Problem to solve » The answer is the number of lines in the data that contain the word "SystemClock"; give it alone.

Data excerpts »
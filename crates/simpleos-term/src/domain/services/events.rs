use std::time::Duration;

use anyhow::Result;
use crossterm::event::Event as CrosstermEvent;
use crossterm::event::EventStream;
use crossterm::event::KeyEventKind;
use futures::StreamExt;
use tokio::sync::mpsc;
use tokio::time;
use tui_textarea::Input;
use tui_textarea::Key;

use crate::domain::models::Event;

#[cfg(test)]
#[path = "events_test.rs"]
mod tests;

pub fn map_crossterm_event(event: CrosstermEvent) -> Option<Event> {
    match event {
        CrosstermEvent::Paste(text) => {
            return Some(Event::KeyboardPaste(text));
        }
        CrosstermEvent::Mouse(mouseevent) => match mouseevent.kind {
            crossterm::event::MouseEventKind::ScrollUp => {
                return Some(Event::UIScrollUp);
            }
            crossterm::event::MouseEventKind::ScrollDown => {
                return Some(Event::UIScrollDown);
            }
            _ => {
                return None;
            }
        },
        CrosstermEvent::Key(keyevent) => {
            // Windows reports releases too.
            if keyevent.kind == KeyEventKind::Release {
                return None;
            }

            let key = match keyevent.code {
                crossterm::event::KeyCode::Char(c) => Key::Char(c),
                crossterm::event::KeyCode::Enter => Key::Enter,
                crossterm::event::KeyCode::Left => Key::Left,
                crossterm::event::KeyCode::Right => Key::Right,
                crossterm::event::KeyCode::Up => Key::Up,
                crossterm::event::KeyCode::Down => Key::Down,
                crossterm::event::KeyCode::Home => Key::Home,
                crossterm::event::KeyCode::End => Key::End,
                crossterm::event::KeyCode::PageUp => Key::PageUp,
                crossterm::event::KeyCode::PageDown => Key::PageDown,
                crossterm::event::KeyCode::Tab => Key::Tab,
                crossterm::event::KeyCode::Delete => Key::Delete,
                crossterm::event::KeyCode::F(n) => Key::F(n),
                crossterm::event::KeyCode::Backspace => Key::Backspace,
                crossterm::event::KeyCode::Esc => Key::Esc,
                _ => return None,
            };

            return Some(Event::KeyboardInput(Input {
                key,
                ctrl: keyevent
                    .modifiers
                    .contains(crossterm::event::KeyModifiers::CONTROL),
                alt: keyevent
                    .modifiers
                    .contains(crossterm::event::KeyModifiers::ALT),
                shift: keyevent
                    .modifiers
                    .contains(crossterm::event::KeyModifiers::SHIFT),
            }));
        }
        _ => return None,
    }
}

pub struct EventsService {
    crossterm_events: EventStream,
    events: mpsc::UnboundedReceiver<Event>,
    clock: time::Interval,
}

impl EventsService {
    pub fn new(events: mpsc::UnboundedReceiver<Event>, clock_interval: Duration) -> EventsService {
        let mut clock = time::interval(clock_interval);
        clock.set_missed_tick_behavior(time::MissedTickBehavior::Skip);

        return EventsService {
            crossterm_events: EventStream::new(),
            events,
            clock,
        };
    }

    pub async fn next(&mut self) -> Result<Event> {
        loop {
            let evt = tokio::select! {
                event = self.events.recv() => event,
                event = self.crossterm_events.next() => match event {
                    Some(Ok(input)) => map_crossterm_event(input),
                    Some(Err(_)) => None,
                    None => None
                },
                _ = self.clock.tick() => Some(Event::UITick)
            };

            if let Some(event) = evt {
                return Ok(event);
            }
        }
    }
}
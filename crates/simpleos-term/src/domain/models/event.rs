use std::path::PathBuf;

use tui_textarea::Input;

use super::WindowId;

#[derive(Debug)]
pub enum Event {
    FileError(WindowId, String),
    FileOpened {
        window_id: WindowId,
        path: PathBuf,
        text: String,
    },
    FileSaved {
        window_id: WindowId,
        path: PathBuf,
    },
    KeyboardInput(Input),
    KeyboardPaste(String),
    UITick,
    UIScrollDown,
    UIScrollUp,
}
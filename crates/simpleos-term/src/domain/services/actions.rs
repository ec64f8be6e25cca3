use anyhow::Result;
use simpleos_core::document;
use tokio::sync::mpsc;

use crate::domain::models::Action;
use crate::domain::models::Event;

#[cfg(test)]
#[path = "actions_test.rs"]
mod tests;

pub struct ActionsService {}

impl ActionsService {
    pub async fn handle(action: Action, event_tx: &mpsc::UnboundedSender<Event>) -> Result<()> {
        match action {
            Action::OpenFile { window_id, path } => match document::read_text(&path).await {
                Ok(text) => {
                    event_tx.send(Event::FileOpened {
                        window_id,
                        path,
                        text,
                    })?;
                }
                Err(err) => {
                    event_tx.send(Event::FileError(window_id, err.to_string()))?;
                }
            },
            Action::SaveFile {
                window_id,
                path,
                text,
            } => match document::write_text(&path, &text).await {
                Ok(path) => {
                    event_tx.send(Event::FileSaved { window_id, path })?;
                }
                Err(err) => {
                    event_tx.send(Event::FileError(window_id, err.to_string()))?;
                }
            },
        }

        return Ok(());
    }

    pub async fn start(
        event_tx: mpsc::UnboundedSender<Event>,
        rx: &mut mpsc::UnboundedReceiver<Action>,
    ) -> Result<()> {
        while let Some(action) = rx.recv().await {
            tracing::debug!(action = ?action, "action");
            ActionsService::handle(action, &event_tx).await?;
        }

        return Ok(());
    }
}
//! Application layer driving the desktop shell.
//!
//! This module handles command-line parsing and the main UI loop, wiring the
//! domain state to crossterm input and ratatui output.

pub mod cli;
pub mod ui;
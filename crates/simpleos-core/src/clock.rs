//! Wall-clock source shared by the status bar and the `date` command.

use chrono::DateTime;
use chrono::Local;

pub trait Clock: Send + Sync {
    fn now(&self) -> DateTime<Local>;
}

pub type ClockBox = Box<dyn Clock>;

/// Reads the local system time.
#[derive(Debug, Default, Clone, Copy)]
pub struct SystemClock;

impl Clock for SystemClock {
    fn now(&self) -> DateTime<Local> {
        Local::now()
    }
}

/// Always reports the same instant. Used to make rendering deterministic.
#[derive(Debug, Clone, Copy)]
pub struct FixedClock {
    instant: DateTime<Local>,
}

impl FixedClock {
    pub fn new(instant: DateTime<Local>) -> Self {
        Self { instant }
    }
}

impl Clock for FixedClock {
    fn now(&self) -> DateTime<Local> {
        self.instant
    }
}
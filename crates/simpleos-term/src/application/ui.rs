use std::io;
use std::time::Duration;

use anyhow::Result;
use crossterm::cursor;
use crossterm::event::DisableBracketedPaste;
use crossterm::event::DisableMouseCapture;
use crossterm::event::EnableBracketedPaste;
use crossterm::event::EnableMouseCapture;
use crossterm::terminal::disable_raw_mode;
use crossterm::terminal::enable_raw_mode;
use crossterm::terminal::EnterAlternateScreen;
use crossterm::terminal::LeaveAlternateScreen;
use ratatui::backend::Backend;
use ratatui::backend::CrosstermBackend;
use ratatui::layout::Alignment;
use ratatui::layout::Constraint;
use ratatui::layout::Layout;
use ratatui::layout::Rect;
use ratatui::style::Color;
use ratatui::style::Modifier;
use ratatui::style::Style;
use ratatui::text::Line;
use ratatui::text::Span;
use ratatui::widgets::Block;
use ratatui::widgets::Clear;
use ratatui::widgets::List;
use ratatui::widgets::ListItem;
use ratatui::widgets::Paragraph;
use ratatui::widgets::Tabs;
use ratatui::widgets::Wrap;
use ratatui::Frame;
use ratatui::Terminal;
use tokio::sync::mpsc;

use crate::domain::models::Action;
use crate::domain::models::Dialog;
use crate::domain::models::Event;
use crate::domain::models::MenuTitle;
use crate::domain::services::ActionsService;
use crate::domain::services::AppState;
use crate::domain::services::AppStateProps;
use crate::domain::services::EventsService;
use crate::domain::services::LoopControl;
use crate::domain::services::TerminalWindow;
use crate::domain::services::WindowContent;

#[cfg(test)]
#[path = "ui_test.rs"]
mod tests;

const DESKTOP_COLOR: Color = Color::Blue;
const MENU_HINT: &str = "F10 menu  F6 next window  Ctrl+W close  Ctrl+C shutdown";

fn menu_label(title: MenuTitle) -> String {
    return format!(" {title} ");
}

/// Column where each title starts in the menu bar.
fn menu_offsets(titles: &[MenuTitle]) -> Vec<u16> {
    let mut offsets = vec![];
    let mut x = 0;
    for title in titles {
        offsets.push(x);
        x += menu_label(*title).len() as u16;
    }
    return offsets;
}

fn centered_rect(width: u16, height: u16, area: Rect) -> Rect {
    let width = width.min(area.width);
    let height = height.min(area.height);
    return Rect {
        x: area.x + (area.width - width) / 2,
        y: area.y + (area.height - height) / 2,
        width,
        height,
    };
}

fn render_menu_bar(frame: &mut Frame, app_state: &AppState, area: Rect) {
    let open = app_state.menu.open_title();
    let spans = app_state
        .menu_titles()
        .into_iter()
        .map(|title| {
            let mut style = Style::default().fg(Color::Black).bg(Color::Gray);
            if open == Some(title) {
                style = style.add_modifier(Modifier::REVERSED);
            }
            return Span::styled(menu_label(title), style);
        })
        .collect::<Vec<Span>>();

    frame.render_widget(
        Paragraph::new(Line::from(spans)).style(Style::default().bg(Color::Gray)),
        area,
    );
}

fn render_menu_dropdown(frame: &mut Frame, app_state: &AppState, area: Rect) {
    let (Some(title), Some(highlighted)) =
        (app_state.menu.open_title(), app_state.menu.highlighted())
    else {
        return;
    };

    let titles = app_state.menu_titles();
    let offsets = menu_offsets(&titles);
    let x = titles
        .iter()
        .position(|e| return *e == title)
        .map(|idx| return offsets[idx])
        .unwrap_or(0);

    let items = title
        .items()
        .iter()
        .enumerate()
        .map(|(idx, item)| {
            let mut style = Style::default();
            if idx == highlighted {
                style = style.add_modifier(Modifier::REVERSED);
            }
            return ListItem::new(format!(" {item} ")).style(style);
        })
        .collect::<Vec<ListItem>>();

    let width = 14u16.min(area.width.saturating_sub(x));
    let height = (title.items().len() as u16 + 2).min(area.height);
    let rect = Rect {
        x: area.x + x,
        y: area.y,
        width,
        height,
    };

    frame.render_widget(Clear, rect);
    frame.render_widget(
        List::new(items).block(
            Block::bordered().style(Style::default().fg(Color::Black).bg(Color::Gray)),
        ),
        rect,
    );
}

fn render_terminal_window(frame: &mut Frame, terminal: &mut TerminalWindow, area: Rect) {
    let [transcript_area, input_area] =
        Layout::vertical([Constraint::Min(0), Constraint::Length(3)]).areas(area);

    terminal.set_viewport(transcript_area.height.into());

    let lines = terminal
        .transcript
        .lines()
        .map(|e| return Line::from(e.to_string()))
        .collect::<Vec<Line>>();
    let position = u16::try_from(terminal.scroll.position()).unwrap_or(u16::MAX);

    frame.render_widget(Paragraph::new(lines).scroll((position, 0)), transcript_area);
    frame.render_widget(&terminal.input, input_area);
}

fn render_windows(frame: &mut Frame, app_state: &mut AppState, area: Rect) {
    let Some(focused) = app_state.focused else {
        frame.render_widget(
            Paragraph::new(MENU_HINT)
                .alignment(Alignment::Center)
                .style(Style::default().fg(Color::White).bg(DESKTOP_COLOR)),
            centered_rect(area.width, 1, area),
        );
        return;
    };

    let [tabs_area, window_area] =
        Layout::vertical([Constraint::Length(1), Constraint::Min(0)]).areas(area);

    let titles = app_state
        .windows
        .iter()
        .map(|e| return e.title())
        .collect::<Vec<String>>();
    frame.render_widget(
        Tabs::new(titles)
            .select(focused)
            .style(Style::default().fg(Color::White).bg(DESKTOP_COLOR))
            .highlight_style(Style::default().add_modifier(Modifier::BOLD | Modifier::REVERSED)),
        tabs_area,
    );

    let Some(window) = app_state.windows.get_mut(focused) else {
        return;
    };

    let block = Block::bordered()
        .title(window.title())
        .style(Style::default().fg(Color::White).bg(Color::Black));
    let inner = block.inner(window_area);
    frame.render_widget(block, window_area);

    match &mut window.content {
        WindowContent::Notepad(notepad) => {
            frame.render_widget(&notepad.textarea, inner);
        }
        WindowContent::Terminal(terminal) => {
            render_terminal_window(frame, terminal, inner);
        }
    }
}

fn render_dialog(frame: &mut Frame, dialog: &Dialog, area: Rect) {
    let block = Block::bordered()
        .title(dialog.title())
        .style(Style::default().fg(Color::Black).bg(Color::Gray));

    match dialog {
        Dialog::Confirm(power) => {
            let rect = centered_rect(48, 5, area);
            frame.render_widget(Clear, rect);
            frame.render_widget(
                Paragraph::new(vec![
                    Line::from(power.confirm_prompt()),
                    Line::from(""),
                    Line::from("[y] Yes   [n] No"),
                ])
                .alignment(Alignment::Center)
                .block(block),
                rect,
            );
        }
        Dialog::Notice { text, .. } => {
            let rect = centered_rect(48, 5, area);
            frame.render_widget(Clear, rect);
            frame.render_widget(
                Paragraph::new(vec![
                    Line::from(text.to_string()),
                    Line::from(""),
                    Line::from("[Enter] OK"),
                ])
                .alignment(Alignment::Center)
                .wrap(Wrap { trim: true })
                .block(block),
                rect,
            );
        }
        Dialog::FilePrompt { input_area, .. } => {
            let rect = centered_rect(60, 3, area);
            frame.render_widget(Clear, rect);
            let inner = block.inner(rect);
            frame.render_widget(block, rect);
            frame.render_widget(input_area, inner);
        }
    }
}

pub fn render(frame: &mut Frame, app_state: &mut AppState) {
    let area = frame.area();
    let [menu_area, desktop_area, status_area] = Layout::vertical([
        Constraint::Length(1),
        Constraint::Min(0),
        Constraint::Length(1),
    ])
    .areas(area);

    frame.render_widget(
        Block::default().style(Style::default().bg(DESKTOP_COLOR)),
        desktop_area,
    );
    render_menu_bar(frame, app_state, menu_area);
    render_windows(frame, app_state, desktop_area);
    frame.render_widget(
        Paragraph::new(app_state.status.as_str())
            .style(Style::default().fg(Color::Black).bg(Color::Gray)),
        status_area,
    );

    if app_state.menu.is_open() {
        render_menu_dropdown(frame, app_state, desktop_area);
    }
    if let Some(dialog) = &app_state.dialog {
        render_dialog(frame, dialog, area);
    }
}

pub async fn start_loop<B: Backend>(
    terminal: &mut Terminal<B>,
    app_state_props: AppStateProps,
    clock_interval: Duration,
) -> Result<()> {
    let (action_tx, mut action_rx) = mpsc::unbounded_channel::<Action>();
    let (event_tx, event_rx) = mpsc::unbounded_channel::<Event>();

    let worker = tokio::spawn(async move {
        return ActionsService::start(event_tx, &mut action_rx).await;
    });

    let mut app_state = AppState::new(app_state_props);
    let mut events = EventsService::new(event_rx, clock_interval);

    loop {
        terminal.draw(|frame| render(frame, &mut app_state))?;

        let event = events.next().await?;
        if app_state.handle_event(event, &action_tx)? == LoopControl::Quit {
            tracing::info!("shutting down");
            break;
        }
    }

    worker.abort();
    return Ok(());
}

pub fn destruct_terminal_for_panic() {
    let _ = disable_raw_mode();
    let _ = crossterm::execute!(
        io::stdout(),
        LeaveAlternateScreen,
        DisableMouseCapture,
        DisableBracketedPaste
    );
    let _ = crossterm::execute!(io::stdout(), cursor::Show);
}

/// Takes over the terminal, runs the desktop until shutdown, and hands the
/// terminal back.
pub async fn run(app_state_props: AppStateProps, clock_interval: Duration) -> Result<()> {
    let stdout = io::stdout();
    let mut stdout = stdout.lock();

    enable_raw_mode()?;
    crossterm::execute!(
        stdout,
        EnterAlternateScreen,
        EnableMouseCapture,
        EnableBracketedPaste
    )?;

    let term_backend = CrosstermBackend::new(stdout);
    let mut terminal = Terminal::new(term_backend)?;

    let result = start_loop(&mut terminal, app_state_props, clock_interval).await;

    disable_raw_mode()?;
    crossterm::execute!(
        terminal.backend_mut(),
        LeaveAlternateScreen,
        DisableMouseCapture,
        DisableBracketedPaste
    )?;
    crossterm::execute!(io::stdout(), cursor::Show)?;

    return result;
}
use std::io::Write;

use anyhow::Result;
use serial_test::serial;
use tempfile::NamedTempFile;

use super::Config;
use super::ConfigKey;
use crate::application::cli;

fn write_config(contents: &str) -> Result<NamedTempFile> {
    let mut file = NamedTempFile::new()?;
    file.write_all(contents.as_bytes())?;
    return Ok(file);
}

#[tokio::test]
#[serial]
async fn test_defaults_without_file() -> Result<()> {
    let matches =
        cli::build().try_get_matches_from(["simpleos", "--config-file", "/nonexistent/simpleos.toml"])?;
    Config::load(cli::build(), vec![&matches]).await?;

    assert_eq!(Config::get(ConfigKey::ClockInterval), "1000");
    assert_eq!(Config::get(ConfigKey::LogLevel), "info");
    assert_eq!(Config::get_usize(ConfigKey::TranscriptLimit), 1000);
    assert_eq!(
        Config::get(ConfigKey::ConfigFile),
        "/nonexistent/simpleos.toml"
    );
    return Ok(());
}

#[tokio::test]
#[serial]
async fn test_file_overrides_defaults() -> Result<()> {
    let file = write_config("transcript-limit = 50\nlog-level = \"debug\"\n")?;
    let path = file.path().to_string_lossy().to_string();
    let matches = cli::build().try_get_matches_from(["simpleos", "--config-file", path.as_str()])?;
    Config::load(cli::build(), vec![&matches]).await?;

    assert_eq!(Config::get_usize(ConfigKey::TranscriptLimit), 50);
    assert_eq!(Config::get(ConfigKey::LogLevel), "debug");
    assert_eq!(Config::get(ConfigKey::ClockInterval), "1000");
    return Ok(());
}

#[tokio::test]
#[serial]
async fn test_flags_override_file() -> Result<()> {
    let file = write_config("transcript-limit = 50\nclock-interval = 250\n")?;
    let path = file.path().to_string_lossy().to_string();
    let matches = cli::build().try_get_matches_from([
        "simpleos",
        "--config-file",
        path.as_str(),
        "--transcript-limit",
        "7",
    ])?;
    Config::load(cli::build(), vec![&matches]).await?;

    assert_eq!(Config::get_usize(ConfigKey::TranscriptLimit), 7);
    assert_eq!(Config::get_usize(ConfigKey::ClockInterval), 250);
    return Ok(());
}

#[tokio::test]
#[serial]
async fn test_invalid_possible_value_in_file() -> Result<()> {
    let file = write_config("log-level = \"loud\"\n")?;
    let path = file.path().to_string_lossy().to_string();
    let matches = cli::build().try_get_matches_from(["simpleos", "--config-file", path.as_str()])?;
    let err = Config::load(cli::build(), vec![&matches])
        .await
        .unwrap_err();

    assert!(err.to_string().contains("log-level"));
    assert!(err.to_string().contains("error, warn, info, debug, trace"));
    return Ok(());
}

#[tokio::test]
#[serial]
async fn test_numeric_values_in_file_use_flag_validation() -> Result<()> {
    for contents in ["clock-interval = 0\n", "transcript-limit = \"lots\"\n"] {
        let file = write_config(contents)?;
        let path = file.path().to_string_lossy().to_string();
        let matches =
            cli::build().try_get_matches_from(["simpleos", "--config-file", path.as_str()])?;
        let err = Config::load(cli::build(), vec![&matches])
            .await
            .unwrap_err();

        assert!(err.to_string().contains("config.toml has an invalid value"));
    }
    return Ok(());
}

#[test]
fn test_invalid_flag_is_rejected_by_clap() {
    let res = cli::build().try_get_matches_from(["simpleos", "--transcript-limit", "0"]);
    assert!(res.is_err());
}

#[test]
#[serial]
fn test_get_usize_falls_back_to_default() {
    Config::set(ConfigKey::TranscriptLimit, "lots");
    assert_eq!(Config::get_usize(ConfigKey::TranscriptLimit), 1000);
}

#[test]
fn test_serialize_default() {
    let toml_str = Config::serialize_default(cli::build());

    assert!(toml_str.contains("clock-interval = 1000"));
    assert!(toml_str.contains("log-level = \"info\""));
    assert!(toml_str.contains("transcript-limit = 1000"));
    assert!(toml_str.contains("[possible values: error, warn, info, debug, trace]"));
    assert!(!toml_str.contains("config-file"));
}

Written answer » 2